藤樹先生が亡くなられて後、一人の武士が先生のお墓を訪ねようと小川村にやって来ました。
ちょうど畑を耕している農民がいたので案内を頼むと快く応じて、先に立って案内をはじめました。

お墓に向かう途中で農民は自分の家に寄り「準備があるのでしばらく待っていて欲しい」と言い中に入ります。
かなりの時間が経って、武士が『どうしたのだろう」と訝しんでいると農民が羽織袴を着け出てきます。
武士は「この農民は武士である自分を敬って、このような格好をしたのだ」と気分よく案内してもらいます。

先生の墓所まで来ると、農民は入り口の戸を開け武士に中に入るように促し、自分は戸の外で地面に跪いてお墓にお参りし、「先生のお墓にお参りする時はいつもこのようにしています。」と言います。

その時に初めて武士は、農民が着替えたのは藤樹先生を敬うためであり、死後も先生に対する敬意が変わらないことに感銘を受けます。

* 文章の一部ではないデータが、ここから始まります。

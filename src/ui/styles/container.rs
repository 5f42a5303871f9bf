// SPDX-License-Identifier: MPL-2.0
//! Centralized container styles.

use crate::ui::design_tokens::{border, opacity, palette, radius, shadow};
use iced::widget::container;
use iced::{Background, Border, Color, Theme};

/// Raised card with a subtle border (stat cards, project rows).
pub fn card(theme: &Theme) -> container::Style {
    let base = theme.extended_palette().background.base;
    container::Style {
        background: Some(Background::Color(base.color)),
        border: Border {
            color: Color {
                a: opacity::OVERLAY_SUBTLE,
                ..palette::GRAY_400
            },
            width: border::WIDTH_SM,
            radius: radius::MD.into(),
        },
        shadow: shadow::SM,
        text_color: Some(theme.palette().text),
        ..Default::default()
    }
}

/// Banner with a brand accent (business-hours strip).
pub fn accent_banner(theme: &Theme, accent: Color) -> container::Style {
    container::Style {
        background: Some(Background::Color(Color {
            a: opacity::OVERLAY_SUBTLE,
            ..accent
        })),
        border: Border {
            color: accent,
            width: border::WIDTH_SM,
            radius: radius::MD.into(),
        },
        shadow: shadow::NONE,
        text_color: Some(theme.palette().text),
        ..Default::default()
    }
}

/// Toolbar strip along the top of the window (navbar background).
pub fn toolbar(theme: &Theme) -> container::Style {
    let weak = theme.extended_palette().background.weak;
    container::Style {
        background: Some(Background::Color(weak.color)),
        text_color: Some(theme.palette().text),
        ..Default::default()
    }
}

/// Speech bubble for a chat entry; visitor bubbles are brand-tinted.
pub fn chat_bubble(theme: &Theme, from_visitor: bool) -> container::Style {
    let background = if from_visitor {
        Color {
            a: opacity::OVERLAY_SUBTLE,
            ..palette::PRIMARY_500
        }
    } else {
        theme.extended_palette().background.weak.color
    };

    container::Style {
        background: Some(Background::Color(background)),
        border: Border {
            radius: radius::LG.into(),
            ..Default::default()
        },
        shadow: shadow::NONE,
        text_color: Some(theme.palette().text),
        ..Default::default()
    }
}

藤樹先生の映画が作られた時に、このエピソードの武士は大塩平八郎という設定になっていました。
大塩平八郎は幕末期ではありますが同じ陽明学者。
映画のシナリオライターはそのあたりに感じるところがあったのかもしれません。

農民が羽織袴に着替えたのは、そのようにルールが決まっているからではありません。
また周りの目や意見を気にしたのでもありません。
敬愛する先生の墓所に行く時に「そうせずにはいられない」気持ちがあったから着替えたのです。
行動する意識の対象が先生に向けられているのです。

私のお寺で法事や葬儀を行う際の質問で一番多いのは「●●をした方がいいんですよね?」またはその真逆の「●●をしない方がいいんですよね?」という質問です。
なぜそのような質問が多いのかと言えば「そうした方が御利益があるから」「そのようにすると罰が当たるから」「そのようにしないと周りから非難されるから」です。
つまり行動する意識の対象が自分に向けられているのです。

服装でも、読経でも、作法でも、自分にメリットがあるから、もしくは自分にデメリットがないから、という目的からの振る舞いに敬虔な気持ちがあるとは思えません。
よく見かけるシーンですが、親の法要の際に施主が親戚から「なぜ●●をしていないんだ」と詰問されることがあります。
もしその後、施主さんに何か不都合な出来事が起きたら、親が怒って祟りをなしたのでしょうか。
自分にデメリットが降ってきたら、親でさえ鬼か悪霊に捉えてしまうのでしょうか。

先の農民も、先生を神格化して崇めているわけでもないと思います。
先生の教えが今も自分の中に息づいていることを感じ、その教えを教えてくださった、伝えてくださった先生への敬意を表さずにはいられないのでしょう。

皆さんは親兄弟をはじめ、周りの人々を自分のメリットやデメリットで神や鬼にしていないでしょうか。